Stored data entries
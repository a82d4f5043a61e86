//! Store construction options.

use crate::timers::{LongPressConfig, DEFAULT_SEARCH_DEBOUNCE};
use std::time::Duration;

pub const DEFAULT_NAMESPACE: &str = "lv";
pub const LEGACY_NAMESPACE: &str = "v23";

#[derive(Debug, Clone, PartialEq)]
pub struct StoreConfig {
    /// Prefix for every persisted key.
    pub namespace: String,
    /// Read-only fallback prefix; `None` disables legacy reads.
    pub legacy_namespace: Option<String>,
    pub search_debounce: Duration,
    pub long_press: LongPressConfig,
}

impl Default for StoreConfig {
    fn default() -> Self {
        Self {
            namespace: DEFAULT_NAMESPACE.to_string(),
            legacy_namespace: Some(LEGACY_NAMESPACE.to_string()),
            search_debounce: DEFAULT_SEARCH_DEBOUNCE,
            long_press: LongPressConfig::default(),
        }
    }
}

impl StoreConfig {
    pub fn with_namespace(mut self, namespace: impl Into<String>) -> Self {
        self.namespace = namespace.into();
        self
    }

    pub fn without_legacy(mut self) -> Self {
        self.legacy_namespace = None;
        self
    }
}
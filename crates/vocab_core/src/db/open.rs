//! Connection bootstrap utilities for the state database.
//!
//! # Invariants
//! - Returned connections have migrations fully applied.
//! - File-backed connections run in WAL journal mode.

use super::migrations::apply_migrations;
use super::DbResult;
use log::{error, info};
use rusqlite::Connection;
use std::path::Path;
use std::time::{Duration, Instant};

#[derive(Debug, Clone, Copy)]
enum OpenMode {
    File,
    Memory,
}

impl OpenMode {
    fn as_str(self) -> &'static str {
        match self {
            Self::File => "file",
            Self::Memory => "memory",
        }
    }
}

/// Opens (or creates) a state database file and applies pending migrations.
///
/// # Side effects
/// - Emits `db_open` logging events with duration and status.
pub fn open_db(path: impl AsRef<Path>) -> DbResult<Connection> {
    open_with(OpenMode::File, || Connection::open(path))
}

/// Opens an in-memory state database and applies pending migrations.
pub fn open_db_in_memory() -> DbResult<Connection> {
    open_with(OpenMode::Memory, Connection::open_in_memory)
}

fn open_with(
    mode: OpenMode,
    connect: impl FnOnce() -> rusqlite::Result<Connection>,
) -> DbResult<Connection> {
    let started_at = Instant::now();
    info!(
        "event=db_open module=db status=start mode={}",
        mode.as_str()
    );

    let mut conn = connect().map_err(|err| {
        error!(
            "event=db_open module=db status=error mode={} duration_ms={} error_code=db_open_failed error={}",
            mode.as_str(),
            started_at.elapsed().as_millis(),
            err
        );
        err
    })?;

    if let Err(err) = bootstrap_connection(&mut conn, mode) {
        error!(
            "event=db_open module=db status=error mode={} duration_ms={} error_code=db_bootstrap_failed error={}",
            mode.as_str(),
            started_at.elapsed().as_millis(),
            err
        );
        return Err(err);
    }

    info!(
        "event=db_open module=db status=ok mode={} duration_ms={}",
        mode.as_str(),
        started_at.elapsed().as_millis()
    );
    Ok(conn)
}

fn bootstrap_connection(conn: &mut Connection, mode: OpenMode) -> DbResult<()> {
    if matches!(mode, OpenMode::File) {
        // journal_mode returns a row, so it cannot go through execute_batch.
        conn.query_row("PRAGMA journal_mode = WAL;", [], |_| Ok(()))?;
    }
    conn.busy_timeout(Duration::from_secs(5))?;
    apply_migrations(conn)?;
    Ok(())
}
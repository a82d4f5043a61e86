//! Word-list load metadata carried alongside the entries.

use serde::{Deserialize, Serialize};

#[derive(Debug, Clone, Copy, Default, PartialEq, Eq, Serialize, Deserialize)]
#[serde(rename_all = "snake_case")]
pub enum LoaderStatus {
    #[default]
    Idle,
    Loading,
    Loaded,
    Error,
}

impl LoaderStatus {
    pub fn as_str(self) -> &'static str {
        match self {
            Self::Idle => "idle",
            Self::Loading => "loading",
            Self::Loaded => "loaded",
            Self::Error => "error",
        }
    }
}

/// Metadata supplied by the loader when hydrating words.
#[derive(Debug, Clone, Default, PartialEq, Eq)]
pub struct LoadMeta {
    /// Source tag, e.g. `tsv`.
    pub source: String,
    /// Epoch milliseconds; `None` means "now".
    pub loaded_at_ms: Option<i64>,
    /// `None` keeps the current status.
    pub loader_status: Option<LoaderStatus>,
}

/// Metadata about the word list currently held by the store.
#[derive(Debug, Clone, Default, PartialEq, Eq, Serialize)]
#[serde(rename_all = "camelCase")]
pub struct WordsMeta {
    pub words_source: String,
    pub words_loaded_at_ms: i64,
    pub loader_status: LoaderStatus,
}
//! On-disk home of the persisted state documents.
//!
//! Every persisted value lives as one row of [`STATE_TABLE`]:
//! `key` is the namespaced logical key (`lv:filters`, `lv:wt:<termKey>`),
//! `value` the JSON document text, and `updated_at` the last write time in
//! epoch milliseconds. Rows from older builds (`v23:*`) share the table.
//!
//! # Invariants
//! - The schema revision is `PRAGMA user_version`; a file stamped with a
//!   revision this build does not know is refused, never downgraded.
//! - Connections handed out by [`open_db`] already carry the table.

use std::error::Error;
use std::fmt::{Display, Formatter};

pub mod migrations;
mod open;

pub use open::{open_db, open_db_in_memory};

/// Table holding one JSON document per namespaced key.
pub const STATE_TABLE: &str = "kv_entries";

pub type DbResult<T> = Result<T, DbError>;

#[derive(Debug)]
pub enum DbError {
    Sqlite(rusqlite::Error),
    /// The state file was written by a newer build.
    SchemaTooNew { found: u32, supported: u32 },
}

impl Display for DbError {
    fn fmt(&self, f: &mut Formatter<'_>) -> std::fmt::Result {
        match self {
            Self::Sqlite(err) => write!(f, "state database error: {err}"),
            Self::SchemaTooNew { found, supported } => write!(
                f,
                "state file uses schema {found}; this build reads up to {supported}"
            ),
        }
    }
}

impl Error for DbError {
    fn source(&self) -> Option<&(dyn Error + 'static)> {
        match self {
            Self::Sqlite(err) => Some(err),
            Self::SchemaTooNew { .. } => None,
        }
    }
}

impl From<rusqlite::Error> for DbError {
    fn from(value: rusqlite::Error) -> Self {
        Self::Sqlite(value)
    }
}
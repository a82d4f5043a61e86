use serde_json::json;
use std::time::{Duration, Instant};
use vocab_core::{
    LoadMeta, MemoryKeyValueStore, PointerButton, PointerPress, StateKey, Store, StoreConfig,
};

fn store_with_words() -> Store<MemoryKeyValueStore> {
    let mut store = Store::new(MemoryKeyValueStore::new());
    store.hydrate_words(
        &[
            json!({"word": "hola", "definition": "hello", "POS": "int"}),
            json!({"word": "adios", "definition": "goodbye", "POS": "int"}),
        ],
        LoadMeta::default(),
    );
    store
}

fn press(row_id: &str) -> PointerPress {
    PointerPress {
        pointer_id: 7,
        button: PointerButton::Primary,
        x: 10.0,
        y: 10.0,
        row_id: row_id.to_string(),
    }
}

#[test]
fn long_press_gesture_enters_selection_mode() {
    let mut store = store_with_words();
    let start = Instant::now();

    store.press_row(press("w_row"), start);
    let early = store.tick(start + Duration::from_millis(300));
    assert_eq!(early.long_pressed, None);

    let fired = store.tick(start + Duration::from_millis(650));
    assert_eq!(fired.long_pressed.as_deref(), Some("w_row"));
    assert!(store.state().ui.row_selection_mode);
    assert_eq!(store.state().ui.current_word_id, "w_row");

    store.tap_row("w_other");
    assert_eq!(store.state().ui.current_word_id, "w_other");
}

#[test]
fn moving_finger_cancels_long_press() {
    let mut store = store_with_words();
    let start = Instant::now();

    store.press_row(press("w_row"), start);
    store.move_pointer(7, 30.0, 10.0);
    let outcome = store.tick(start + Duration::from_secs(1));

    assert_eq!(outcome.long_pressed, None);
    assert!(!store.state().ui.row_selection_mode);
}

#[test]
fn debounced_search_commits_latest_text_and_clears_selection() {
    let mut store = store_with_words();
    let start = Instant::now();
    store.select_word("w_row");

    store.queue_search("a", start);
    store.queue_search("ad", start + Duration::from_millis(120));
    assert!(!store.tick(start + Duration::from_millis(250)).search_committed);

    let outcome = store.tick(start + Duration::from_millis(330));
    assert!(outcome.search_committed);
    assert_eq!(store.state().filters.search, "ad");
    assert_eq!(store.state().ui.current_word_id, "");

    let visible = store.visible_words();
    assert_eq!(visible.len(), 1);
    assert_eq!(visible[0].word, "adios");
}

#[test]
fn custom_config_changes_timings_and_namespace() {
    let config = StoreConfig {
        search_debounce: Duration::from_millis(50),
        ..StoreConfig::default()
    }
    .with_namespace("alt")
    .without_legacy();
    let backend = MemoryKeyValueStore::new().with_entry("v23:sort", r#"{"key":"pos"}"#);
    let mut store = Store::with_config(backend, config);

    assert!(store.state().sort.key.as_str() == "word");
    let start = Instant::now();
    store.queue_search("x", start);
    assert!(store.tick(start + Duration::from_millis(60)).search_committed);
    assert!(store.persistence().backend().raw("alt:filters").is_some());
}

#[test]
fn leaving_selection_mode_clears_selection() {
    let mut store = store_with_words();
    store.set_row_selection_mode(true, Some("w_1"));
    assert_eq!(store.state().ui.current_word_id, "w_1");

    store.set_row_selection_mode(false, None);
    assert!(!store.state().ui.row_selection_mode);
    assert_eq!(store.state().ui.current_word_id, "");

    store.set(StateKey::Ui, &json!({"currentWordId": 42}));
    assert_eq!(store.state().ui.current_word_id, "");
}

PROBLEM: Set out, exactly as written, the lines from the line with "let outcome = store.tick(start + Duration::from_millis(330));" to the last line of the records, inclusive, and only those lines.

SOLUTION TO THIS PROBLEM:
    let outcome = store.tick(start + Duration::from_millis(330));
    assert!(outcome.search_committed);
    assert_eq!(store.state().filters.search, "ad");
    assert_eq!(store.state().ui.current_word_id, "");

    let visible = store.visible_words();
    assert_eq!(visible.len(), 1);
    assert_eq!(visible[0].word, "adios");
}

#[test]
fn custom_config_changes_timings_and_namespace() {
    let config = StoreConfig {
        search_debounce: Duration::from_millis(50),
        ..StoreConfig::default()
    }
    .with_namespace("alt")
    .without_legacy();
    let backend = MemoryKeyValueStore::new().with_entry("v23:sort", r#"{"key":"pos"}"#);
    let mut store = Store::with_config(backend, config);

    assert!(store.state().sort.key.as_str() == "word");
    let start = Instant::now();
    store.queue_search("x", start);
    assert!(store.tick(start + Duration::from_millis(60)).search_committed);
    assert!(store.persistence().backend().raw("alt:filters").is_some());
}

#[test]
fn leaving_selection_mode_clears_selection() {
    let mut store = store_with_words();
    store.set_row_selection_mode(true, Some("w_1"));
    assert_eq!(store.state().ui.current_word_id, "w_1");

    store.set_row_selection_mode(false, None);
    assert!(!store.state().ui.row_selection_mode);
    assert_eq!(store.state().ui.current_word_id, "");

    store.set(StateKey::Ui, &json!({"currentWordId": 42}));
    assert_eq!(store.state().ui.current_word_id, "");
}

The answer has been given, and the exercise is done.